MUKADDİME
Hz. Ömer ve Hişam ile
ilgili Hadisin Anlamı:
İbn Atiyye der ki: Yüce Allah,
peygamberine yedi harfi (okuma şeklini) mübah kılmış ve Cebrail (a.s) Peygamber
ile karşılıklı okumalarında bunlara göre onu okutmuştur. Bu okuyuş şekillerinde
ise, i'caz ve ifadelerin eşsiz bir şekilde dizilişi sözkonusudur. Hz.
Peygamber'in: "Ondan kolayınıza geleni okuyunuz" buyruğundan kasıt,
ashab-ı kiramdan her birisi herhangi bir kelimeyi bu okuma şekillerinden
birisiyle değiştirmek istedi mi kendiliğinden onu değiştirmesinin mübah
olduğunu ifade etmez.

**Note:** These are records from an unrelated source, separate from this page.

//! Integration test: start the gateway on a free port next to a fake bot/support server,
//! probe GET /, and relay webhook events end to end over real HTTP.
//! Does not require Botpress, Chatwoot, or AWS. Server tasks are left running when each test ends.

use async_trait::async_trait;
use axum::{
    extract::{Path, State},
    http::{HeaderMap, StatusCode},
    routing::post,
    Json, Router,
};
use lib::config::{BridgeSettings, Config};
use lib::dispatch::HttpDispatcher;
use lib::gateway;
use lib::pipeline::Bridge;
use lib::translate::{TranslateError, TranslateRequest, Translator};
use serde_json::{json, Value};
use std::sync::{Arc, Mutex};
use std::time::Duration;

fn free_port() -> u16 {
    let listener = std::net::TcpListener::bind("127.0.0.1:0").expect("bind free port");
    listener.local_addr().expect("local_addr").port()
}

struct Upper;

#[async_trait]
impl Translator for Upper {
    async fn translate_text(&self, request: &TranslateRequest<'_>) -> Result<String, TranslateError> {
        Ok(request.text.to_uppercase())
    }
}

/// Upper-cases after a delay, so a relay outlasts a short client timeout.
struct SlowUpper;

#[async_trait]
impl Translator for SlowUpper {
    async fn translate_text(&self, request: &TranslateRequest<'_>) -> Result<String, TranslateError> {
        tokio::time::sleep(Duration::from_millis(300)).await;
        Ok(request.text.to_uppercase())
    }
}

/// Stand-in for Botpress and Chatwoot on one port.
#[derive(Clone, Default)]
struct Remote {
    converse: Arc<Mutex<Vec<(String, Value)>>>,
    posted: Arc<Mutex<Vec<(u64, Option<String>, Value)>>>,
}

async fn converse(
    State(remote): State<Remote>,
    Path((_bot, contact)): Path<(String, String)>,
    Json(body): Json<Value>,
) -> Json<Value> {
    remote.converse.lock().unwrap().push((contact, body));
    Json(json!({ "responses": [
        { "type": "text", "text": "hello" },
        { "type": "card", "title": "Plan", "subtitle": "Monthly", "image": "https://cdn/p.png" }
    ]}))
}

async fn messages(
    State(remote): State<Remote>,
    Path((_account, conversation)): Path<(u64, u64)>,
    headers: HeaderMap,
    Json(body): Json<Value>,
) -> StatusCode {
    let token = headers
        .get("api_access_token")
        .and_then(|v| v.to_str().ok())
        .map(str::to_string);
    remote.posted.lock().unwrap().push((conversation, token, body));
    StatusCode::OK
}

async fn start_remote() -> (Remote, u16) {
    let remote = Remote::default();
    let app = Router::new()
        .route("/api/v1/bots/:bot/converse/:contact", post(converse))
        .route(
            "/api/v1/accounts/:account/conversations/:id/messages",
            post(messages),
        )
        .with_state(remote.clone());
    let listener = tokio::net::TcpListener::bind("127.0.0.1:0")
        .await
        .expect("bind remote");
    let port = listener.local_addr().expect("local_addr").port();
    tokio::spawn(async move {
        let _ = axum::serve(listener, app).await;
    });
    (remote, port)
}

fn settings(bot_port: u16, support_port: u16) -> BridgeSettings {
    BridgeSettings {
        bot_base_url: format!("http://127.0.0.1:{}", bot_port),
        bot_id: "helpdesk".to_string(),
        support_base_url: format!("http://127.0.0.1:{}", support_port),
        support_account_id: 1,
        support_token: "agent-bot-token".to_string(),
        source_language: "en".to_string(),
        terminology: None,
        region: None,
        translate_endpoint: None,
    }
}

/// Start the gateway and wait until GET / answers. Returns the health JSON and base URL.
async fn start_gateway(bridge: Bridge) -> (Value, String) {
    let port = free_port();
    let mut config = Config::default();
    config.gateway.port = port;
    config.gateway.bind = "127.0.0.1".to_string();
    tokio::spawn(async move {
        let _ = gateway::serve(config, bridge).await;
    });

    let base = format!("http://127.0.0.1:{}", port);
    let client = reqwest::Client::new();
    let mut last_err = None;
    for _ in 0..100 {
        match client.get(format!("{}/", base)).send().await {
            Ok(resp) if resp.status().is_success() => {
                let json: Value = resp.json().await.expect("parse JSON");
                return (json, base);
            }
            Ok(_) => {}
            Err(e) => last_err = Some(e),
        }
        tokio::time::sleep(Duration::from_millis(50)).await;
    }
    panic!(
        "GET {}/ did not return 200 within 5s; last error: {:?}",
        base, last_err
    );
}

fn text_event(language: &str) -> Value {
    json!({
        "event": "message_created",
        "message_type": "incoming",
        "content": "what plans do you have?",
        "content_type": "text",
        "content_attributes": {},
        "conversation": {
            "id": 77,
            "status": "pending",
            "meta": { "sender": { "name": "Jane Doe", "custom_attributes": { "language": language } } }
        }
    })
}

#[tokio::test]
async fn gateway_health_http_responds_with_running() {
    let (_remote, remote_port) = start_remote().await;
    let bridge = Bridge::new(
        settings(remote_port, remote_port),
        Arc::new(Upper),
        Arc::new(HttpDispatcher::new()),
    );
    let (json, base) = start_gateway(bridge).await;
    assert_eq!(json.get("runtime").and_then(|v| v.as_str()), Some("running"));
    assert_eq!(json.get("webhook").and_then(|v| v.as_str()), Some("/webhook"));
    let port = base.rsplit(':').next().and_then(|p| p.parse::<u64>().ok());
    assert_eq!(json.get("port").and_then(|v| v.as_u64()), port);
}

#[tokio::test]
async fn webhook_relays_translated_replies_in_order() {
    let (remote, remote_port) = start_remote().await;
    let bridge = Bridge::new(
        settings(remote_port, remote_port),
        Arc::new(Upper),
        Arc::new(HttpDispatcher::new()),
    );
    let (_, base) = start_gateway(bridge).await;

    let resp = reqwest::Client::new()
        .post(format!("{}/webhook", base))
        .json(&text_event("de"))
        .send()
        .await
        .expect("post webhook");
    assert_eq!(resp.status(), reqwest::StatusCode::OK);

    let converse = remote.converse.lock().unwrap().clone();
    assert_eq!(
        converse,
        vec![(
            "Jane Doe".to_string(),
            json!({"text": "what plans do you have?", "type": "text"})
        )]
    );

    let posted = remote.posted.lock().unwrap().clone();
    assert_eq!(posted.len(), 2);
    assert!(posted
        .iter()
        .all(|(conv, token, _)| *conv == 77 && token.as_deref() == Some("agent-bot-token")));
    assert_eq!(
        posted[0].2,
        json!({"message_type": "outgoing", "content": "HELLO", "content_type": "text"})
    );
    assert_eq!(posted[1].2["content"], "PLAN");
    assert_eq!(posted[1].2["content_attributes"]["items"][0]["media_url"], "https://cdn/p.png");
    assert_eq!(
        posted[1].2["content_attributes"]["items"][0]["actions"][0]["type"],
        "postback"
    );
}

#[tokio::test]
async fn webhook_status_codes_for_ignored_malformed_and_unreachable_bot() {
    let (remote, remote_port) = start_remote().await;
    let dead_port = free_port();
    let bridge = Bridge::new(
        settings(dead_port, remote_port),
        Arc::new(Upper),
        Arc::new(HttpDispatcher::new()),
    );
    let (_, base) = start_gateway(bridge).await;
    let client = reqwest::Client::new();
    let url = format!("{}/webhook", base);

    let mut outgoing = text_event("de");
    outgoing["message_type"] = json!("outgoing");
    let resp = client.post(&url).json(&outgoing).send().await.expect("post");
    assert_eq!(resp.status(), reqwest::StatusCode::OK);

    let resp = client
        .post(&url)
        .header("content-type", "application/json")
        .body("{\"message_type\": ")
        .send()
        .await
        .expect("post");
    assert_eq!(resp.status(), reqwest::StatusCode::BAD_REQUEST);

    let resp = client.post(&url).json(&text_event("de")).send().await.expect("post");
    assert_eq!(resp.status(), reqwest::StatusCode::BAD_GATEWAY);

    assert!(remote.posted.lock().unwrap().is_empty());
}

#[tokio::test]
async fn relay_finishes_after_webhook_caller_disconnects() {
    let (remote, remote_port) = start_remote().await;
    let bridge = Bridge::new(
        settings(remote_port, remote_port),
        Arc::new(SlowUpper),
        Arc::new(HttpDispatcher::new()),
    );
    let (_, base) = start_gateway(bridge).await;

    // Three translations at 300ms each; the caller gives up long before that.
    let impatient = reqwest::Client::builder()
        .timeout(Duration::from_millis(200))
        .build()
        .expect("client");
    let sent = impatient
        .post(format!("{}/webhook", base))
        .json(&text_event("de"))
        .send()
        .await;
    assert!(sent.is_err());

    let mut posted = Vec::new();
    for _ in 0..100 {
        posted = remote.posted.lock().unwrap().clone();
        if posted.len() == 2 {
            break;
        }
        tokio::time::sleep(Duration::from_millis(50)).await;
    }
    assert_eq!(posted.len(), 2, "replies posted after disconnect");
    assert_eq!(posted[0].2["content"], "HELLO");
    assert_eq!(posted[1].2["content"], "PLAN");
}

Durum böyle olsaydı Kur'an-ı Kerim'in i'cazı ortadan
kalkar ve şunun bunun değiştirme lerine maruz kalırdı. Ve sonunda Allah
tarafından indirildiği şekilden başka bir hal alırdı. Bu konuda mübahlık sadece
yedi harf te ve Peygamber (s.a.v.) ümmetine genişlik sağlaması için sözkonusu
olmuştur. O da bir sefer Hz. Ubeyy'e Cebrail'in kendisine okuttuğu şekilde
okutmuş, bir başka sefer İbn Mes'ud'a yine Cebrail'in kendisine okuttuğu
şekilde okutmuştur. İşte Ömer b. el-Hattab'ın Furkan süresini okuyuşu ile Hişam
b. Hakim'in bu süreyi okuyuşu bu şekildedir. Yoksa Peygamber (s.a.v.)'in her
birisinin okuyuşu için -ihtilaf ettikleri halde- "Cebrail bana bu şekilde
okuttu" demesi nasıl doğru bir şekilde anlaşılabilir? (Buhari, F.Kur'an 5;
Müslim, S.Müsafirın 270)
Bu, olsa olsa Hz.
Cebrail'in bir sefer bu şekilde bir başka sefer de diğer şekilde okutması
şeklinde anlaşılabilir. İşte Enes (r.a)'ın:
"Gerçektengeceleyin
kalkan nefs, hem uygunluk bakımından daha kuvvetlidir, hem de söyleyiş
bakımından daha sağlamdır" (Müzemmil, 6) buyruğunda yer alan (...) kelimesini
(...) şeklinde okuyunca ona: Bizler (...) şeklinde okuyoruz derler. Enes (r.a)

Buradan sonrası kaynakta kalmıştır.